A decent torrent client for OS X
Edit: This article is a bit dated now that the µTorrent Mac client is available for download. Still, if you want to hear me rant about how useless all the other clients are, be my guest.
I hope the post heading didn’t deceive you. You see, there is no such thing. Lets see what our options are:
Azureus – the Windows Vista of torrent clients. This is what I use today. Every time I start it up, a piece of me dies. This thing has one thing going for it and a million thing going against it. What’s good about Azureus is that it actually works rather well. Download and upload speeds are generally very good and the client is friends with most private trackers. It also supports all the bells and whistles of the Torrent world such as DHT and encryption. Now, the issue with Azureus is what I hinted at when I compared it to Windows Vista – it’s a resource hog. Not only is the application itself immensely complex and bloated, but to make matters worse, it’s Java. That means you have to live with the overhead of the Java virtual machine whenever Azureus starts up.

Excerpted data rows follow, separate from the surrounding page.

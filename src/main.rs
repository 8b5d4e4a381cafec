use socks5_engine::{Event, EventKind, Server, ServerConfig, TcpDialer, TcpTransport};
use std::{error::Error, sync::Arc};
use tokio::net::TcpListener;
use tracing::{info, warn};
use tracing_subscriber::EnvFilter;

#[tokio::main]
async fn main() -> Result<(), Box<dyn Error>> {
    tracing_subscriber::fmt()
        .with_env_filter(EnvFilter::from_default_env())
        .init();

    let config = ServerConfig::from_env();
    config.validate()?;

    let listener = TcpListener::bind(config.listen_addr).await?;
    let config = config.with_listen_addr(listener.local_addr()?);

    let transport = Arc::new(TcpTransport::new(config.outbound_capacity));
    let server = Arc::new(Server::new(config, transport, TcpDialer));

    server
        .on(EventKind::Start, |_| {
            info!("Server started");
            Ok(())
        })
        .on(EventKind::Authenticated, |event| {
            if let Event::Authenticated { id } = event {
                info!("Client #{} has authenticated", id);
            }
            Ok(())
        })
        .on(EventKind::Close, |event| {
            if let Event::Close { id } = event {
                info!("Connection closed with client #{}", id);
            }
            Ok(())
        });

    let shutdown = async {
        if let Err(err) = tokio::signal::ctrl_c().await {
            warn!("Failed to listen for ctrl-c: {:?}", err);
            std::future::pending::<()>().await;
        }
    };

    TcpTransport::serve(server, listener, shutdown).await?;
    Ok(())
}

The fact that it’s Java usually means another thing, it’ll look like hell. I have yet to encounter a Java application that looks good on OS X or Windows. The applications sometime try to mimic the widgets and controls of the operating system it’s running on, but it never quite looks right. In the case of Azureus, they haven’t even bothered to make it looks remotely Mac:ish. Don’t stare directly at the following image, it might cause permanent damage.
What the hell happened there?
Moving on. The next client on the list of potentials in Transmission. It’s actually a rather nice client with a solid looking UI and a decent feature set. My issue with Transmission is that I just don’t get the same speeds as I do with Azureus. Download speeds are pretty much the same, but for some reason, it won’t upload anywhere near as much as Azureus does. The UI is nice, but I’m not a big fan of the main listing where each torrent takes up a lot of screen real estate. When you have 30 torrents in the list, it quickly gets difficult to get an overview.
Next on the list is XTorrent. This client is arguably the best looking client I’ve ever seen. Good looks aside, it has a few issues. First of all, it is based on libTransmission (the torrent library used in Transmission) and most likely has the same speed issues as Transmission. Secondly, it costs $26. I have no problem at all paying for good software, but before I do, I like to get an opinion of how well the software works and that’s just not possible with the unregistered version of XTorrent. It’s severely limited. Lastly, the person behind XTorrent, David Watanabe, has a reputation for being a real a**hole and that just doesn’t fly with me.
Finally, we have BitRocket. BitRocket appeared on the scene a little over a year ago and personally, I thought it looked extremely promising. That being said, a little over a year has passed and not a lot has happened. The website is, should we say, spartan and the forums have been down for some time. I’m not sure if the project is abandoned or what is going on, but this doesn’t bode well.
What the OS X world needs is µTorrent. The developers claim that a port is still in the works (nice forum software btw), but this song and dance has been going on since 2005 and I’m starting to doubt whether it will ever happen. You can run µTorrent in OS X using Darwine or CrossOver Mac, but that’s like hooking up a caravan to a Ferrari.